Take every line from the records below that includes the word "path".

#### DATASET EXTRACT ####

use super::*;
use crate::auth::test_support::make_token;
use crossterm::event::{KeyCode, KeyEvent, KeyEventKind, KeyModifiers};
use glimpse_types::Post;
use tempfile::TempDir;

/// Helper to create a KeyEvent
fn key_event(code: KeyCode) -> KeyEvent {
    let mut event = KeyEvent::new(code, KeyModifiers::empty());
    event.kind = KeyEventKind::Press;
    event
}

fn make_post(id: i64) -> Post {
    Post {
        id,
        content: format!("post {}", id),
        user_name: "ana".to_string(),
        user_image_url: "https://cdn.example/u/1.png".to_string(),
        image_urls: vec![],
    }
}

/// App over a temp session directory. The TempDir must stay alive for
/// the duration of the test.
fn test_app() -> (App, TempDir) {
    let temp_dir = TempDir::new().unwrap();
    let store = crate::session::SessionStore::with_dir(temp_dir.path());
    let app = App::new(crate::api::ApiClient::new("http://127.0.0.1:0"), store);
    (app, temp_dir)
}

fn seed_posts(app: &mut App, count: i64) {
    app.feed.posts = (1..=count).map(make_post).collect();
    for id in 1..=count {
        app.feed.likes.insert(
            id,
            glimpse_types::LikeState {
                liked: false,
                count: id,
            },
        );
        app.feed.comments.insert(id, Vec::new());
    }
    app.feed.loading = false;
    app.feed.list_state.select(Some(0));
}

fn store_valid_session(app: &App) {
    let token = make_token(&serde_json::json!({
        "userId": 42,
        "firstName": "Lina",
        "lastName": "Marchal"
    }));
    app.session_store.save_token(&token).unwrap();
}

fn type_comment(app: &mut App, text: &str) {
    for c in text.chars() {
        app.handle_key_event(key_event(KeyCode::Char(c))).unwrap();
    }
}

#[test]
fn test_escape_closes_comment_modal_first() {
    let (mut app, _dir) = test_app();
    seed_posts(&mut app, 1);
    app.open_comment_modal();
    assert!(app.composer.is_open());

    // Escape should close the modal, not exit the app
    app.handle_key_event(key_event(KeyCode::Esc)).unwrap();

    assert!(!app.composer.is_open(), "Comment modal should be closed");
    assert!(app.running, "App should still be running");
}

#[test]
fn test_escape_exits_app_when_no_modal() {
    let (mut app, _dir) = test_app();
    seed_posts(&mut app, 1);

    app.handle_key_event(key_event(KeyCode::Esc)).unwrap();

    assert!(!app.running, "App should stop running");
    assert!(app.cancel.is_cancelled(), "Quit should cancel pending loads");
}

#[test]
fn test_open_modal_requires_a_selected_post() {
    let (mut app, _dir) = test_app();

    app.handle_key_event(key_event(KeyCode::Char('c'))).unwrap();

    assert!(!app.composer.is_open());
    assert_eq!(app.input_mode, InputMode::Navigation);
}

#[test]
fn test_open_modal_scopes_to_selected_post() {
    let (mut app, _dir) = test_app();
    seed_posts(&mut app, 3);
    app.handle_key_event(key_event(KeyCode::Char('j'))).unwrap();

    app.handle_key_event(key_event(KeyCode::Char('c'))).unwrap();

    assert_eq!(app.composer.selected_post, Some(2));
    assert_eq!(app.input_mode, InputMode::Typing);
}

#[test]
fn test_navigation_stops_at_feed_edges() {
    let (mut app, _dir) = test_app();
    seed_posts(&mut app, 2);

    app.select_previous();
    assert_eq!(app.feed.list_state.selected(), Some(0));

    app.select_next();
    app.select_next();
    assert_eq!(app.feed.list_state.selected(), Some(1));
}

#[test]
fn test_blank_comment_is_a_noop() {
    let (mut app, _dir) = test_app();
    seed_posts(&mut app, 1);
    store_valid_session(&app);
    app.open_comment_modal();

    type_comment(&mut app, "   ");
    app.handle_key_event(key_event(KeyCode::Enter)).unwrap();

    assert!(app.feed.comments.get(&1).unwrap().is_empty());
    assert!(app.composer.is_open(), "Modal should stay open");
}

#[test]
fn test_comment_without_session_is_a_noop() {
    let (mut app, _dir) = test_app();
    seed_posts(&mut app, 1);
    app.open_comment_modal();

    type_comment(&mut app, "hello");
    app.handle_key_event(key_event(KeyCode::Enter)).unwrap();

    assert!(app.feed.comments.get(&1).unwrap().is_empty());
    assert!(app.composer.is_open(), "Modal should stay open");
    assert_eq!(
        app.composer.get_content(),
        "hello",
        "Input should be unchanged after an aborted submit"
    );
}

#[test]
fn test_comment_with_no_post_selected_is_a_noop() {
    let (mut app, _dir) = test_app();
    seed_posts(&mut app, 1);
    store_valid_session(&app);

    app.composer.textarea.insert_str("hello");
    app.composer.selected_post = None;
    app.submit_comment();

    assert!(app.feed.comments.get(&1).unwrap().is_empty());
}

#[test]
fn test_valid_comment_appends_exactly_one() {
    let (mut app, _dir) = test_app();
    seed_posts(&mut app, 2);
    store_valid_session(&app);
    app.open_comment_modal();

    type_comment(&mut app, "lovely shot");
    app.handle_key_event(key_event(KeyCode::Enter)).unwrap();

    let comments = app.feed.comments.get(&1).unwrap();
    assert_eq!(comments.len(), 1);
    assert_eq!(comments[0].content, "lovely shot");
    assert_eq!(comments[0].user_id, Some(42));
    assert_eq!(comments[0].user_name, "Lina Marchal");
    assert_eq!(comments[0].post_id, 1);

    // The other post's list is untouched, the input is cleared, and the
    // modal stays open
    assert!(app.feed.comments.get(&2).unwrap().is_empty());
    assert_eq!(app.composer.get_content(), "");
    assert!(app.composer.is_open());
}

#[test]
fn test_comment_ids_strictly_increase() {
    let (mut app, _dir) = test_app();
    seed_posts(&mut app, 1);
    store_valid_session(&app);
    app.open_comment_modal();

    for text in ["first", "second", "third"] {
        type_comment(&mut app, text);
        app.handle_key_event(key_event(KeyCode::Enter)).unwrap();
    }

    let comments = app.feed.comments.get(&1).unwrap();
    assert_eq!(comments.len(), 3);
    assert!(comments[0].id < comments[1].id);
    assert!(comments[1].id < comments[2].id);
}

#[test]
fn test_closing_modal_keeps_added_comments() {
    let (mut app, _dir) = test_app();
    seed_posts(&mut app, 1);
    store_valid_session(&app);
    app.open_comment_modal();

    type_comment(&mut app, "staying around");
    app.handle_key_event(key_event(KeyCode::Enter)).unwrap();
    app.handle_key_event(key_event(KeyCode::Esc)).unwrap();

    assert!(!app.composer.is_open());
    assert_eq!(app.feed.comments.get(&1).unwrap().len(), 1);
}

#[test]
fn test_like_toggle_flips_only_target_entry() {
    let (mut app, _dir) = test_app();
    seed_posts(&mut app, 3);

    let state = app.apply_like_toggle(2).unwrap();
    assert!(state.liked);
    assert_eq!(state.count, 3);

    assert_eq!(app.feed.likes.get(&1).unwrap().count, 1);
    assert!(!app.feed.likes.get(&1).unwrap().liked);
    assert_eq!(app.feed.likes.get(&3).unwrap().count, 3);
    assert!(!app.feed.likes.get(&3).unwrap().liked);

    // Toggling back restores the original count
    let state = app.apply_like_toggle(2).unwrap();
    assert!(!state.liked);
    assert_eq!(state.count, 2);
}

#[test]
fn test_like_toggle_on_unknown_post_is_a_noop() {
    let (mut app, _dir) = test_app();
    seed_posts(&mut app, 1);

    assert_eq!(app.apply_like_toggle(99), None);
    assert_eq!(app.feed.likes.get(&1).unwrap().count, 1);
}

#[test]
fn test_reload_key_returns_to_loading_state() {
    let (mut app, _dir) = test_app();
    seed_posts(&mut app, 1);
    assert!(!app.feed.loading);

    app.handle_key_event(key_event(KeyCode::Char('r'))).unwrap();

    assert!(app.feed.loading);
    assert!(app.feed.pending_load);
}

// Property-based tests
use proptest::prelude::*;

// For any feed and any single toggle, only the targeted post's like
// entry changes.
proptest! {
    #[test]
    fn prop_like_toggle_isolation(post_count in 1i64..20, target_index in 0i64..20) {
        let target = (target_index % post_count) + 1;

        let temp_dir = TempDir::new().unwrap();
        let store = crate::session::SessionStore::with_dir(temp_dir.path());
        let mut app = App::new(crate::api::ApiClient::new("http://127.0.0.1:0"), store);
        seed_posts(&mut app, post_count);

        let before = app.feed.likes.clone();
        app.apply_like_toggle(target);

        for id in 1..=post_count {
            let old = before.get(&id).unwrap();
            let new = app.feed.likes.get(&id).unwrap();
            if id == target {
                prop_assert_eq!(new.liked, !old.liked);
                prop_assert_eq!(new.count, old.count + 1);
            } else {
                prop_assert_eq!(new, old);
            }
        }
    }
}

####

* **RESPONSE BOX**:
    let store = crate::session::SessionStore::with_dir(temp_dir.path());
        let store = crate::session::SessionStore::with_dir(temp_dir.path());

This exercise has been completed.